One thing worth mentioning is that if you use a vertical tank, make sure you PLUNGE!! that knife into the oil. Don't waste any time! As the hot blade enters the oil, it HEATS the oil! The last portion of the blade going in is contacting oil that has already absorbed a great deal of heat, so that steel is getting cooled at a different rate!
Nick has a really good point on his large tank. Use the absolute largest tank you can afford to fill!! I use two tanks - one of Tex "A" for my 5160, and one of Parks #50 for the simple/fast steel. Both tanks are welded 10" square and 2 feet long. If filled, they hold about 8 gallons. Both are on wheels so they can be moved around.
That was a really good reference on quench media and methods and cooling rates.
Nice little discussion.
 
Thanks guys. I'm just trying to find a better tank than my huge pan I have now. I only have 2 gallons of Parks 50.
 
yeah, the listing is screwy, I had to search for 'half tank' to find it. I don't know why they charge the same price, though.

Can somebody give me a hand with specific heats and such, I was never good at that. From what I've monkeyed out, the energy used to raise a pound of steel (specific heat for it being hard to nail, I went with 460 J/kg-K) from 80F to 1550F, was enough energy to raise 1.2 pounds of water from 80F to 210F. This takes nothing into account, like how the water around the hot metal is going to boil, I was just wondering with the discussion of needing a large volume of quenchant. Kinda got me wondering, like would dipping a hot knife in the ocean really do any better than an Olympic sized swimming pool, or a bathtub (assuming the same quenchant in each, but that would be a nasty bath).

and maybe someone can use this, materials properties lists
http://www.engineeringtoolbox.com/material-properties-t_24.html
 
I use surplus mortar cans. They hold up to 5 quarts of fluid. All steel with a rubber seal on the lids.
Scott
 
I was just curious if a bluing tank or the thing dry wall people use when taping and floating dry wall would work as a quench tank? I would like to be able to quench 18-20".

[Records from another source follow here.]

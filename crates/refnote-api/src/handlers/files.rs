//! File upload and download endpoints.
//!
//! Upload accepts a multipart form and returns a complete file descriptor;
//! the client embeds the descriptor in a subsequent note append. Download
//! streams a stored payload back by `(ref_id, file_no)` and only exists in
//! filesystem storage mode: jsonb-mode payloads travel inline with the
//! thread and have nothing server-side to fetch.

use axum::{
    extract::{Multipart, Query, State},
    http::{header, HeaderMap},
    response::IntoResponse,
    Json,
};
use base64::Engine;
use serde::Deserialize;
use tracing::info;

use refnote_core::{
    format_size, is_allowed_type, mime_type_for, next_file_no, EmbedType, NoteFile, StorageMode,
    UploadResponse,
};

use crate::{ApiError, AppState};

/// Query parameters for the download endpoint.
#[derive(Debug, Deserialize)]
pub struct DownloadParams {
    pub ref_id: String,
    pub file_no: String,
}

/// POST /api/v1/notes/files
///
/// Multipart fields: `file` (required), `ref_id` (required), `embed_type`
/// (optional, defaults to attachment). Validates the extension allow-list
/// and the size ceiling, then either inlines the payload as base64 (jsonb
/// mode) or writes it under the storage root (filesystem mode).
pub async fn upload_file(
    State(state): State<AppState>,
    headers: HeaderMap,
    mut multipart: Multipart,
) -> Result<impl IntoResponse, ApiError> {
    let author_id = state
        .auth
        .authenticate(&headers)
        .await?
        .ok_or_else(|| ApiError::Unauthorized("User not authenticated".to_string()))?;

    let mut file_data: Option<Vec<u8>> = None;
    let mut filename: Option<String> = None;
    let mut ref_id: Option<String> = None;
    let mut embed_type = EmbedType::Attachment;

    while let Some(field) = multipart
        .next_field()
        .await
        .map_err(|e| ApiError::BadRequest(format!("Malformed multipart body: {}", e)))?
    {
        let name = field.name().map(String::from);
        match name.as_deref() {
            Some("file") => {
                filename = field.file_name().map(String::from);
                let bytes = field
                    .bytes()
                    .await
                    .map_err(|e| ApiError::BadRequest(format!("Failed to read file: {}", e)))?;
                file_data = Some(bytes.to_vec());
            }
            Some("ref_id") => {
                let value = field
                    .text()
                    .await
                    .map_err(|e| ApiError::BadRequest(format!("Failed to read ref_id: {}", e)))?;
                ref_id = Some(value);
            }
            Some("embed_type") => {
                let value = field.text().await.map_err(|e| {
                    ApiError::BadRequest(format!("Failed to read embed_type: {}", e))
                })?;
                embed_type = EmbedType::from_field(&value);
            }
            _ => {}
        }
    }

    let data = file_data.ok_or_else(|| ApiError::BadRequest("No file provided".to_string()))?;
    let filename =
        filename.ok_or_else(|| ApiError::BadRequest("File has no filename".to_string()))?;
    let ref_id = ref_id
        .filter(|r| !r.trim().is_empty())
        .ok_or_else(|| ApiError::BadRequest("ref_id is required".to_string()))?;

    let limits = &state.config.files;
    if !is_allowed_type(&filename, &limits.allowed_file_types) {
        return Err(ApiError::BadRequest(format!(
            "File type not allowed. Allowed types: {}",
            limits.allowed_file_types.join(", ")
        )));
    }
    if data.len() as u64 > limits.max_file_size_bytes() {
        return Err(ApiError::BadRequest(format!(
            "File exceeds maximum size of {}",
            format_size(limits.max_file_size_bytes())
        )));
    }

    // Numbering restarts per note; the client renumbers when it assembles
    // the note's attachment list.
    let file_no = next_file_no(&[]);
    let mime_type = mime_type_for(&filename);
    let file_size = data.len() as i64;

    let filedata = match state.config.storage.mode {
        StorageMode::Jsonb => base64::engine::general_purpose::STANDARD.encode(&data),
        StorageMode::Filesystem => {
            state
                .files
                .store(&ref_id, &file_no, &filename, &data)
                .await?
        }
    };

    info!(
        ref_id = %ref_id,
        author_id = %author_id,
        file_no = %file_no,
        filename = %filename,
        size = file_size,
        "file uploaded"
    );

    Ok(Json(UploadResponse {
        success: true,
        file: NoteFile {
            file_no,
            embed_type,
            filename,
            filedata,
            mime_type: Some(mime_type.to_string()),
            file_size: Some(file_size),
        },
    }))
}

/// GET /api/v1/notes/files?ref_id=...&file_no=...
///
/// Streams a stored file payload with its original filename. Only available
/// in filesystem storage mode.
pub async fn download_file(
    State(state): State<AppState>,
    Query(params): Query<DownloadParams>,
) -> Result<impl IntoResponse, ApiError> {
    if state.config.storage.mode != StorageMode::Filesystem {
        return Err(ApiError::BadRequest(
            "File download is only available in filesystem storage mode".to_string(),
        ));
    }

    let file = state
        .db
        .notes
        .find_file(&params.ref_id, &params.file_no)
        .await?
        .ok_or_else(|| {
            ApiError::NotFound(format!(
                "File {} not found for ref {}",
                params.file_no, params.ref_id
            ))
        })?;

    let data = state.files.read(&file.filedata).await?;

    let content_type = file
        .mime_type
        .unwrap_or_else(|| "application/octet-stream".to_string());
    let disposition = format!("attachment; filename=\"{}\"", file.filename);

    Ok((
        [
            (header::CONTENT_TYPE, content_type),
            (header::CONTENT_DISPOSITION, disposition),
        ],
        data,
    ))
}
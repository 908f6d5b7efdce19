//! # refnote-db
//!
//! PostgreSQL database layer for refnote.
//!
//! This crate provides:
//! - Connection pool management
//! - The append-or-create notes repository (one JSONB row per ref_id)
//! - Storage-mode resolution for file payloads (base64 vs filesystem)
//! - Embedded schema migrations
//!
//! ## Example
//!
//! ```rust,ignore
//! use refnote_core::{FileLimits, NewNote};
//! use refnote_db::Database;
//!
//! #[tokio::main]
//! async fn main() -> Result<(), Box<dyn std::error::Error>> {
//!     let db = Database::connect("postgres://localhost/refnote").await?;
//!     db.migrate().await?;
//!
//!     let (note, count) = db
//!         .notes
//!         .add_note(
//!             "field-42",
//!             "user-1",
//!             NewNote { note_text: "first note".into(), note_files: None },
//!             &FileLimits::default(),
//!         )
//!         .await?;
//!     println!("thread now has {} notes", count);
//!     Ok(())
//! }
//! ```

pub mod notes;
pub mod payload;
pub mod pool;

// Re-export core types
pub use refnote_core::*;

pub use notes::{plan_append, PgNotesRepository, UpsertPlan};
pub use payload::{resolve_file_payload, FilePayload, FilesystemStore};
pub use pool::{create_pool, create_pool_with_config, PoolConfig};

/// Combined database context with all repositories.
#[derive(Clone)]
pub struct Database {
    /// The underlying connection pool.
    pub pool: sqlx::Pool<sqlx::Postgres>,
    /// Notes thread repository.
    pub notes: PgNotesRepository,
}

impl Database {
    /// Create a new Database instance from a connection pool.
    pub fn new(pool: sqlx::Pool<sqlx::Postgres>) -> Self {
        Self {
            notes: PgNotesRepository::new(pool.clone()),
            pool,
        }
    }

    /// Create a new Database instance by connecting to the given URL.
    pub async fn connect(url: &str) -> Result<Self> {
        let pool = create_pool(url).await?;
        Ok(Self::new(pool))
    }

    /// Create with custom pool configuration.
    pub async fn connect_with_config(url: &str, config: PoolConfig) -> Result<Self> {
        let pool = create_pool_with_config(url, config).await?;
        Ok(Self::new(pool))
    }

    /// Run pending migrations.
    pub async fn migrate(&self) -> Result<()> {
        sqlx::migrate!("./migrations")
            .run(&self.pool)
            .await
            .map_err(|e| Error::Database(e.into()))?;
        Ok(())
    }
}
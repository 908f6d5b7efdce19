//! Notes thread repository: append-or-create upsert over one JSONB row
//! per ref_id.
//!
//! Appends are guarded by a row version: the UPDATE is conditional on the
//! version observed at read time, so a concurrent writer to the same ref_id
//! surfaces as [`Error::Conflict`] instead of silently losing notes or
//! corrupting `note_count`. Callers treat the conflict as retryable.

use chrono::Utc;
use sqlx::{Pool, Postgres, Row};
use tracing::debug;
use uuid::Uuid;

use refnote_core::{
    validate_new_note, Error, FileLimits, NewNote, NoteEntry, NoteFile, NotesRecord, Result,
};

/// PostgreSQL implementation of the notes store.
#[derive(Clone)]
pub struct PgNotesRepository {
    pool: Pool<Postgres>,
}

/// The write an append resolves to, decided from the current row state.
///
/// Kept as a pure value so the create-vs-append policy is testable without
/// a database.
#[derive(Debug)]
pub enum UpsertPlan {
    /// No row for this ref_id yet: insert one with a single-element list.
    Create { record: NotesRecord },
    /// Row exists: rewrite the notes array conditional on `seen_version`.
    Append {
        id: Uuid,
        seen_version: i64,
        notes: Vec<NoteEntry>,
        note_count: i32,
    },
}

/// Decide how to apply a new entry to the current (possibly absent) record.
///
/// On append, `note_count` is recomputed as the rewritten array length,
/// keeping the `note_count == notes.len()` invariant regardless of what the
/// stored count said.
pub fn plan_append(existing: Option<NotesRecord>, ref_id: &str, entry: NoteEntry) -> UpsertPlan {
    match existing {
        None => {
            let now = Utc::now();
            UpsertPlan::Create {
                record: NotesRecord {
                    id: Uuid::new_v4(),
                    ref_id: ref_id.to_string(),
                    notes: vec![entry],
                    note_count: 1,
                    version: 1,
                    created_at: now,
                    changed_at: None,
                },
            }
        }
        Some(record) => {
            let mut notes = record.notes;
            notes.push(entry);
            let note_count = notes.len() as i32;
            UpsertPlan::Append {
                id: record.id,
                seen_version: record.version,
                notes,
                note_count,
            }
        }
    }
}

/// Scan a notes array in order for the first file with the given file_no.
pub(crate) fn find_file_in(notes: &[NoteEntry], file_no: &str) -> Option<NoteFile> {
    notes
        .iter()
        .filter_map(|n| n.note_files.as_deref())
        .flatten()
        .find(|f| f.file_no == file_no)
        .cloned()
}

impl PgNotesRepository {
    /// Create a new PgNotesRepository with the given connection pool.
    pub fn new(pool: Pool<Postgres>) -> Self {
        Self { pool }
    }

    /// Fetch the notes thread for a ref_id. Zero or one row expected.
    pub async fn fetch(&self, ref_id: &str) -> Result<Option<NotesRecord>> {
        sqlx::query(
            r#"SELECT id, ref_id, notes, note_count, version, created_at, changed_at
               FROM ref_note WHERE ref_id = $1"#,
        )
        .bind(ref_id)
        .fetch_optional(&self.pool)
        .await?
        .map(|row| record_from_row(&row))
        .transpose()
    }

    /// Append a note to the thread for `ref_id`, creating the thread on
    /// first write.
    ///
    /// Validates the input against `limits`, trims the note text, and
    /// stamps `created_at` server-side. Returns the stored entry and the
    /// thread's note count after the write.
    ///
    /// # Errors
    ///
    /// - `Error::InvalidInput` when the text or file list exceeds a ceiling.
    /// - `Error::Conflict` when a concurrent writer advanced the row (or
    ///   created it first); the caller should re-read and retry.
    pub async fn add_note(
        &self,
        ref_id: &str,
        author_id: &str,
        new_note: NewNote,
        limits: &FileLimits,
    ) -> Result<(NoteEntry, i32)> {
        validate_new_note(&new_note.note_text, new_note.note_files.as_deref(), limits)?;

        let entry = NoteEntry {
            author_id: author_id.to_string(),
            created_at: Utc::now(),
            note_text: new_note.note_text.trim().to_string(),
            note_files: new_note.note_files,
        };

        let existing = self.fetch(ref_id).await?;
        match plan_append(existing, ref_id, entry.clone()) {
            UpsertPlan::Create { record } => {
                let notes_json = serde_json::to_value(&record.notes)?;
                let result = sqlx::query(
                    r#"INSERT INTO ref_note (id, ref_id, notes, note_count, version, created_at)
                       VALUES ($1, $2, $3, 1, 1, $4)
                       ON CONFLICT (ref_id) DO NOTHING"#,
                )
                .bind(record.id)
                .bind(&record.ref_id)
                .bind(&notes_json)
                .bind(record.created_at)
                .execute(&self.pool)
                .await?;

                if result.rows_affected() == 0 {
                    // Another writer created the thread between our read and
                    // this insert.
                    return Err(Error::Conflict(format!(
                        "notes for ref_id {} were created concurrently",
                        ref_id
                    )));
                }

                debug!(ref_id = %ref_id, note_count = 1, "notes: created thread");
                Ok((entry, 1))
            }
            UpsertPlan::Append {
                id,
                seen_version,
                notes,
                note_count,
            } => {
                let notes_json = serde_json::to_value(&notes)?;
                let result = sqlx::query(
                    r#"UPDATE ref_note
                       SET notes = $1, note_count = $2, changed_at = NOW(),
                           version = version + 1
                       WHERE id = $3 AND version = $4"#,
                )
                .bind(&notes_json)
                .bind(note_count)
                .bind(id)
                .bind(seen_version)
                .execute(&self.pool)
                .await?;

                if result.rows_affected() == 0 {
                    return Err(Error::Conflict(format!(
                        "notes for ref_id {} changed concurrently",
                        ref_id
                    )));
                }

                debug!(ref_id = %ref_id, note_count, "notes: appended entry");
                Ok((entry, note_count))
            }
        }
    }

    /// Find a file descriptor by file_no within a thread's notes, scanning
    /// entries in insertion order. Used by the download path.
    pub async fn find_file(&self, ref_id: &str, file_no: &str) -> Result<Option<NoteFile>> {
        let record = self.fetch(ref_id).await?;
        Ok(record.and_then(|r| find_file_in(&r.notes, file_no)))
    }
}

fn record_from_row(row: &sqlx::postgres::PgRow) -> Result<NotesRecord> {
    let notes_json: serde_json::Value = row.get("notes");
    let notes: Vec<NoteEntry> = serde_json::from_value(notes_json)?;
    Ok(NotesRecord {
        id: row.get("id"),
        ref_id: row.get("ref_id"),
        notes,
        note_count: row.get("note_count"),
        version: row.get("version"),
        created_at: row.get("created_at"),
        changed_at: row.get("changed_at"),
    })
}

For bad or worse, I use a 1 gal. coffee can, and have started using a bread tin that the wife was throwing away because of rust.

If I find that the quench is getting too hot, I'll put water (water bath) into the over flow tray to keep it cooler.

You know your quenchant is too hot when you put a thicker piece in and it flames, then bubbles like a piece of chicken then overflows the tank :eek: !

Jim L.
 
I use a solvent tank from Napa. It has a circulation pump and I put a heating element in also. The top closes for storage and in case of flare-ups. It holds about 5 gal. I also drilled the top and installed a thermometer
 
Try stopping by a restraunt supply store and ask for a half width, full lenght, deep hotel pan or steam table pan. They are stainless steel and you can get a cover lid to snuff out fires. I believe they are 20L x 6W x 6D. Mine holds about two gallons of oil. If you look around you can find used ones pretty cheap. I need to add some mods to mine for a heater element and a gasket for the lid when I store it. However, it make a good tank as is.